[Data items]

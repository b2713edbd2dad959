//! Normalize, enrich, filter and report an ANNOVAR-style annotation table.

pub mod conf;
pub mod filter;
pub mod normalize;
pub mod report;
pub mod xref;

use std::time::Instant;

use clap::Parser;
use rayon::prelude::*;
use thousands::Separable;

use crate::{
    common::{
        self,
        table::{Table, TableChunks, VariantRecord},
        trace_rss_now, GenomeRelease, RunContext, SENTINEL,
    },
    err::AppError,
};

use self::{
    conf::{AnnoFitConfig, GENE_NAME},
    filter::{compute_compound, FilterEngine},
    report::ReportAssembler,
    xref::{CuratedTable, XRefTable},
};

/// Whether the two filter stages are applied.
#[derive(
    clap::ValueEnum, Clone, Copy, Debug, Default, PartialEq, Eq, strum::Display, strum::EnumString,
)]
#[strum(serialize_all = "kebab-case")]
pub enum FilteringMode {
    /// Apply both stages and write the gene table.
    #[default]
    Full,
    /// Keep every variant and write the lookup matches.
    PassThrough,
}

/// Command line arguments for `anno fit` sub command.
#[derive(Parser, Debug, Clone)]
#[command(author, version, about = "Normalize, filter and report annotated variants", long_about = None)]
pub struct Args {
    /// Path to the merged annotation table.
    #[arg(long)]
    pub path_input: String,
    /// Path to a JSON configuration, compiled-in defaults otherwise.
    #[arg(long)]
    pub path_config: Option<String>,
    /// Path to the curated pathogenic variant table.
    #[arg(long)]
    pub path_hgmd: String,
    /// Path to the gene cross-reference table.
    #[arg(long)]
    pub path_xref: String,
    /// Path to the output variant table.
    #[arg(long)]
    pub path_output_variants: String,
    /// Path to the output gene table, required when filtering.
    #[arg(long)]
    pub path_output_genes: Option<String>,
    /// Path to the lookup list, required in pass-through mode.
    #[arg(long)]
    pub path_lookup: Option<String>,
    /// Path to the output lookup matches, required in pass-through mode.
    #[arg(long)]
    pub path_output_lookup: Option<String>,
    /// Filtering mode.
    #[arg(long, value_enum, default_value_t = FilteringMode::Full)]
    pub filtering: FilteringMode,
    /// Genome release.
    #[arg(long, value_enum, default_value_t = GenomeRelease::Grch37)]
    pub genome_release: GenomeRelease,
    /// Set the number of threads to use, defaults to number of cores.
    #[arg(long)]
    pub num_threads: Option<usize>,
}

/// Where the second output table comes from.
#[derive(Debug, Clone, PartialEq, Eq)]
enum SecondaryOutput {
    Genes { path_output: String },
    Lookup { path_lookup: String, path_output: String },
}

impl SecondaryOutput {
    fn from_args(args: &Args) -> Result<Self, AppError> {
        match args.filtering {
            FilteringMode::Full => args
                .path_output_genes
                .clone()
                .map(|path_output| Self::Genes { path_output })
                .ok_or_else(|| AppError::Config(String::from("filtering requires --path-output-genes"))),
            FilteringMode::PassThrough => match (&args.path_lookup, &args.path_output_lookup) {
                (Some(path_lookup), Some(path_output)) => Ok(Self::Lookup {
                    path_lookup: path_lookup.clone(),
                    path_output: path_output.clone(),
                }),
                _ => Err(AppError::Config(String::from(
                    "pass-through mode requires --path-lookup and --path-output-lookup",
                ))),
            },
        }
    }
}

/// Read the input in chunks, normalize and enrich each chunk and apply the
/// row-local stage if `filtering`.
pub fn process_chunks(
    ctx: &RunContext,
    config: &AnnoFitConfig,
    curated: &CuratedTable,
    xref: &XRefTable,
    engine: Option<&FilterEngine>,
    path_input: &str,
) -> Result<Vec<VariantRecord>, anyhow::Error> {
    let mut result = Vec::new();
    let mut total = 0usize;
    let chunks = TableChunks::open(std::path::Path::new(path_input), config.chunk_size)?;
    for (idx, chunk) in chunks.enumerate() {
        let chunk = chunk?;
        total += chunk.len();
        let mut records = normalize::normalize_chunk(ctx, config, chunk);
        ctx.install(|| {
            records.par_iter_mut().for_each(|record| {
                curated.annotate(record);
                xref.annotate(GENE_NAME, record);
            })
        });
        let records = match engine {
            Some(engine) => engine.stage1(ctx, records),
            None => records,
        };
        tracing::debug!(
            "chunk {}: {} records kept, {} read so far",
            idx,
            records.len().separate_with_commas(),
            total.separate_with_commas()
        );
        result.extend(records);
    }
    tracing::info!(
        "Kept {} of {} records after normalization",
        result.len().separate_with_commas(),
        total.separate_with_commas()
    );
    Ok(result)
}

/// Main entry point for `anno fit` sub command.
pub fn run(args_common: &common::Args, args: &Args) -> Result<(), anyhow::Error> {
    let before_anything = Instant::now();
    tracing::info!("args_common = {:?}", &args_common);
    tracing::info!("args = {:?}", &args);

    let secondary = SecondaryOutput::from_args(args)?;
    let config = match &args.path_config {
        Some(path) => AnnoFitConfig::load(path)?,
        None => AnnoFitConfig::default(),
    };
    let ctx = RunContext::new(args.num_threads)?;

    tracing::info!("Loading lookup tables...");
    let before_loading = Instant::now();
    let curated = CuratedTable::load(&config.curated, &args.path_hgmd)?;
    let xref = XRefTable::load(&config.xref_key, &args.path_xref)?;
    tracing::info!("... done loading in {:?}", before_loading.elapsed());

    let engine = FilterEngine::new(&config.filter)?;
    let filtering = args.filtering == FilteringMode::Full;

    tracing::info!("Normalizing {}...", &args.path_input);
    let before_normalize = Instant::now();
    let mut records = process_chunks(
        &ctx,
        &config,
        &curated,
        &xref,
        filtering.then_some(&engine),
        &args.path_input,
    )?;
    tracing::info!("... done normalizing in {:?}", before_normalize.elapsed());
    trace_rss_now();

    if filtering {
        compute_compound(
            &ctx,
            &mut records,
            &config.filter.gene_column,
            &config.filter.compound_column,
        );
        records = engine.stage2(&ctx, records);
    } else {
        records
            .iter_mut()
            .for_each(|record| record.set(&config.filter.compound_column, SENTINEL));
    }

    let assembler = ReportAssembler::new(&config, args.genome_release)?;
    assembler.sort(&mut records);
    match &secondary {
        SecondaryOutput::Genes { path_output } => {
            let genes = assembler.gene_table(&xref, &records);
            assembler.add_hyperlinks(&ctx, &mut records);
            genes.write(path_output)?;
            tracing::info!(
                "Wrote {} genes to {}",
                genes.records.len().separate_with_commas(),
                path_output
            );
        }
        SecondaryOutput::Lookup {
            path_lookup,
            path_output,
        } => {
            let lookup = Table::read(path_lookup)?;
            let matches = assembler.lookup_matches(&records, &lookup);
            matches.write(path_output)?;
            tracing::info!(
                "Wrote {} lookup matches to {}",
                matches.records.len().separate_with_commas(),
                path_output
            );
        }
    }
    let variants = assembler.variant_table(&records);
    variants.write(&args.path_output_variants)?;
    tracing::info!(
        "Wrote {} variants to {}",
        variants.records.len().separate_with_commas(),
        &args.path_output_variants
    );

    trace_rss_now();
    tracing::info!(
        "All of `anno fit` completed in {:?}",
        before_anything.elapsed()
    );
    Ok(())
}

#[cfg(test)]
mod test {
    use pretty_assertions::assert_eq;
    use temp_testdir::TempDir;

    use super::{Args, FilteringMode};
    use crate::{
        common::{self, table::Table, GenomeRelease},
        err::AppError,
    };

    fn args(tmp_dir: &TempDir, filtering: FilteringMode) -> Args {
        Args {
            path_input: String::from("tests/data/annofit/annovar.tsv"),
            path_config: Some(String::from("tests/data/annofit/config.json")),
            path_hgmd: String::from("tests/data/annofit/hgmd.tsv"),
            path_xref: String::from("tests/data/annofit/xref.tsv"),
            path_output_variants: format!("{}", tmp_dir.join("variants.tsv").display()),
            path_output_genes: Some(format!("{}", tmp_dir.join("genes.tsv").display())),
            path_lookup: Some(String::from("tests/data/annofit/lookup.tsv")),
            path_output_lookup: Some(format!("{}", tmp_dir.join("lookup.tsv").display())),
            filtering,
            genome_release: GenomeRelease::Grch37,
            num_threads: Some(2),
        }
    }

    #[test]
    fn run_filtering() -> Result<(), anyhow::Error> {
        let tmp_dir = TempDir::default();
        let args = args(&tmp_dir, FilteringMode::Full);

        super::run(&common::Args::default(), &args)?;

        let variants = Table::read(tmp_dir.join("variants.tsv"))?;
        assert_eq!(variants.columns[0], "Comment");
        assert_eq!(
            variants
                .records
                .iter()
                .map(|r| (r.get("Start"), r.get("AnnoFit.Compound")))
                .collect::<Vec<_>>(),
            vec![("100", "1"), ("700", "1")]
        );
        assert!(variants.records[0].get("UCSC").contains("db=hg19"));
        assert!(variants.records[0]
            .get("AnnoFit.GeneName")
            .starts_with("=HYPERLINK("));

        let genes = Table::read(tmp_dir.join("genes.tsv"))?;
        assert_eq!(
            genes
                .records
                .iter()
                .map(|r| r.get("#Gene_name"))
                .collect::<Vec<_>>(),
            vec!["GENE1"]
        );
        assert!(genes.columns.contains(&String::from("OMIM-00")));
        assert!(!tmp_dir.join("lookup.tsv").exists());

        Ok(())
    }

    #[test]
    fn run_pass_through() -> Result<(), anyhow::Error> {
        let tmp_dir = TempDir::default();
        let args = args(&tmp_dir, FilteringMode::PassThrough);

        super::run(&common::Args::default(), &args)?;

        let variants = Table::read(tmp_dir.join("variants.tsv"))?;
        assert_eq!(
            variants
                .records
                .iter()
                .map(|r| (r.get("Chr"), r.get("Start"), r.get("AnnoFit.Compound")))
                .collect::<Vec<_>>(),
            vec![
                ("chr1", "100", "."),
                ("chr1", "300", "."),
                ("chr1", "500", "."),
                ("chr1", "700", "."),
                ("chr2", "900", "."),
            ]
        );
        assert_eq!(variants.records[0].get("UCSC"), ".");

        let lookup = Table::read(tmp_dir.join("lookup.tsv"))?;
        assert_eq!(
            lookup
                .records
                .iter()
                .map(|r| r.get("Trait"))
                .collect::<Vec<_>>(),
            vec!["lactose tolerance", "eye colour", "height"]
        );
        assert!(!tmp_dir.join("genes.tsv").exists());

        Ok(())
    }

    #[test]
    fn pass_through_requires_lookup() {
        let tmp_dir = TempDir::default();
        let mut args = args(&tmp_dir, FilteringMode::PassThrough);
        args.path_lookup = None;

        let err = super::run(&common::Args::default(), &args).unwrap_err();

        assert!(matches!(
            err.downcast_ref::<AppError>(),
            Some(AppError::Config(_))
        ));
    }
}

Required work. Gather up, from the records above, each line where the word "matches" appears.

Result of this task.
    /// Keep every variant and write the lookup matches.
    /// Path to the output lookup matches, required in pass-through mode.
            let matches = assembler.lookup_matches(&records, &lookup);
            matches.write(path_output)?;
                "Wrote {} lookup matches to {}",
                matches.records.len().separate_with_commas(),
        assert!(matches!(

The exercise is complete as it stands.